Leandro’s end could open door to NC education reform

Published 9:10 a.m. Wednesday

By Mitch Kokai

It’s not clear whether North Carolina’s top policymakers can reach bipartisan agreement on meaningful education reform.

But the state Supreme Court recently removed a key obstacle. By a 4-3 vote, the high court ended the 32-year-old Leandro lawsuit.

Critics blame the court for shirking its duty to help guarantee North Carolinians access to a sound, basic education. Yet over the past decade, developments in the long-running Leandro case muted meaningful dialogue about reform.

Justice Richard Dietz was the only Republican who disagreed with the high court’s April 2 decision to shut the case down. But Dietz’s dissent opened with a good explanation of why Leandro’s end should produce more good than harm.

“The heart of Leandro is the notion of a sound basic education,” Dietz wrote. “But the Enlightenment principles that form the building blocks of that education — rationality, objectivity, tolerance, skepticism — have been abandoned by all sides in this long-running lawsuit. Instead, this case and the discourse around it have become a study in the opposite — partisanship, bias, generalization, straw-manning, and appeals to ignorance. Simply put, Leandro has lost its way.”

It wasn’t always so.

When the case started in 1994, a group of parents, students, and school boards in five “low-wealth” counties sued the state for more money. They argued that North Carolina failed to provide schools enough funding to meet the state’s constitutional obligations. Later, school systems in larger counties joined the case. They argued that state education funding shortchanged them as well.

The state Supreme Court issued its first Leandro ruling in 1997. Justices agreed that provisions in the North Carolina Constitution guaranteed students the opportunity to access a “sound, basic education.” Yet the high court rejected plaintiffs’ plea to order more funding.

For the next 20 years, the case took numerous twists and turns. The plaintiffs, state government, and the court all haggled over what a sound, basic education looked like in practice. At no point did a court ever issue a blanket order for more spending.

Nor did the case prompt clear partisan divisions.

The situation changed in 2017. Democrat Roy Cooper’s newly installed gubernational administration, the State Board of Education, and the money-seeking plaintiffs all began working together. All endorsed hiring a San Francisco-based consultant to create a plan that would resolve the Leandro dispute.

The process included no input from leaders of state government’s policymaking branch, the Republican-led General Assembly.

In 2021, the judge overseeing Leandro ordered the state to spend an additional $1.75 billion on items listed in the plan. The order called for executive branch officials to move money without any legislative input, prompting serious constitutional questions.

Top lawmakers and the state controller objected.

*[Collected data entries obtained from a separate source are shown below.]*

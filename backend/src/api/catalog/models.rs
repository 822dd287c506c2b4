//! GraphQL types and inputs of the movie catalog.

use crate::api::common::{app_state, service_error_to_graphql};
use crate::database::models::{Category, CreateCategory, Movie};
use crate::errors::ServiceError;
use crate::services::category_service::CategoryService;
use crate::services::media_service::{BACKDROP_LARGE, ImageSpec, POSTER_DESKTOP, POSTER_MOBILE};
use async_graphql::{Context, ID, InputObject, Object, Result, SimpleObject, Upload};

#[derive(Debug, Clone, SimpleObject)]
pub struct CategoryType {
    pub id: ID,
    pub name: String,
    pub slug: String,
}

impl From<Category> for CategoryType {
    fn from(category: Category) -> Self {
        Self {
            id: ID::from(category.id.to_string()),
            name: category.name,
            slug: category.slug,
        }
    }
}

pub struct MovieType(pub Movie);

impl From<Movie> for MovieType {
    fn from(movie: Movie) -> Self {
        Self(movie)
    }
}

#[Object]
impl MovieType {
    async fn id(&self) -> ID {
        ID::from(self.0.id.to_string())
    }

    async fn title(&self) -> &str {
        &self.0.title
    }

    async fn description(&self) -> &str {
        &self.0.description
    }

    async fn year(&self) -> i32 {
        self.0.year
    }

    async fn duration_minutes(&self) -> i32 {
        self.0.duration_minutes
    }

    /// e.g. "1h 45min"
    async fn duration_formatted(&self) -> String {
        self.0.duration_formatted()
    }

    async fn is_new(&self) -> bool {
        self.0.is_new
    }

    async fn is_active(&self) -> bool {
        self.0.is_active
    }

    async fn is_student_production(&self) -> bool {
        self.0.is_student_production
    }

    async fn is_from_festival(&self) -> bool {
        self.0.is_from_festival
    }

    async fn categories(&self, ctx: &Context<'_>) -> Result<Vec<CategoryType>> {
        let state = app_state(ctx)?;
        let categories = CategoryService::new(&state.pool)
            .categories_for_movie(self.0.id)
            .await
            .map_err(service_error_to_graphql)?;
        Ok(categories.into_iter().map(CategoryType::from).collect())
    }

    async fn poster_original_url(&self, ctx: &Context<'_>) -> Result<String> {
        Ok(app_state(ctx)?.media.original_url(&self.0.poster_original))
    }

    async fn poster_mobile_url(&self, ctx: &Context<'_>) -> Result<String> {
        derivative(ctx, &self.0.poster_original, &POSTER_MOBILE).await
    }

    async fn poster_desktop_url(&self, ctx: &Context<'_>) -> Result<String> {
        derivative(ctx, &self.0.poster_original, &POSTER_DESKTOP).await
    }

    async fn backdrop_original_url(&self, ctx: &Context<'_>) -> Result<String> {
        Ok(app_state(ctx)?.media.original_url(&self.0.backdrop_original))
    }

    async fn backdrop_large_url(&self, ctx: &Context<'_>) -> Result<String> {
        derivative(ctx, &self.0.backdrop_original, &BACKDROP_LARGE).await
    }

    async fn created_at(&self) -> chrono::DateTime<chrono::Utc> {
        self.0.created_at
    }
}

async fn derivative(ctx: &Context<'_>, original: &str, spec: &ImageSpec) -> Result<String> {
    app_state(ctx)?
        .media
        .derivative_url(original, spec)
        .await
        .map_err(service_error_to_graphql)
}

#[derive(Debug, InputObject)]
pub struct CategoryInput {
    pub name: String,
    pub slug: String,
}

impl From<CategoryInput> for CreateCategory {
    fn from(input: CategoryInput) -> Self {
        Self {
            name: input.name,
            slug: input.slug,
        }
    }
}

#[derive(InputObject)]
pub struct MovieInput {
    pub title: String,
    pub description: String,
    pub year: i32,
    pub duration_minutes: i32,
    pub category_ids: Vec<ID>,
    pub is_new: bool,
    pub is_student_production: bool,
    pub is_from_festival: bool,
    #[graphql(default = true)]
    pub is_active: bool,
    pub poster_original: Option<Upload>,
    pub backdrop_original: Option<Upload>,
}

/// Parses GraphQL ids into database ids.
pub fn parse_id(id: &ID) -> Result<i64> {
    id.parse::<i64>().map_err(|_| {
        service_error_to_graphql(ServiceError::validation(format!(
            "'{}' is not a valid id",
            id.as_str()
        )))
    })
}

By this time, Leandro had taken on a distinct partisan tone. Democrats rallied around the mantra of “fully funding Leandro.” Republicans objected to some Leandro plan details. They devoted more attention to opposing the judicial branch overstepping its authority in North Carolina’s constitutional structure.

In November 2022, four days before voters flipped two state Supreme Court seats from Democrats to Republicans, the outgoing Democrat-majority high court issued an order upholding the Leandro judge’s decisions.

That 2022 ruling “judicially amended our constitution and fundamentally changed the judiciary’s role in our constitutional system,” Republican Justice Phil Berger Jr. lamented in a concurring opinion on April 2. Berger chided GOP colleagues for refusing to “expressly disavow” the Democratic justices’ earlier legal reasoning.

Stopping short of Berger’s request, the Republican majority nonetheless vacated every order and decision in the Leandro case since 2017.

“[T]he people did not vest the judicial branch with the power to resolve policy disputes between the other branches of government or to set education policy,” Chief Justice Paul Newby wrote in the lead opinion. “We would be especially ill-equipped to resolve such questions in any event. … Judges are not experts on education policy.”

“[W]e encourage all to direct their desire to enhance education policy to the branches that the people constitutionally charged with addressing such policy questions,” Newby added.

The chief justice referenced a March 10 executive order creating a new blue ribbon education commission for North Carolina. Democratic Gov. Josh Stein and Republican legislative leaders supported the group.

“Like all North Carolinians, we hope this commission is successful in reaching some effective solutions to enhance our education system,” Newby wrote.

The new commission will move forward without the partisan baggage of the Leandro case lurking in the background. North Carolina’s students, parents, and taxpayers are much more likely to see benefits from a fresh start.

Mitch Kokai is senior political analyst for the John Locke Foundation.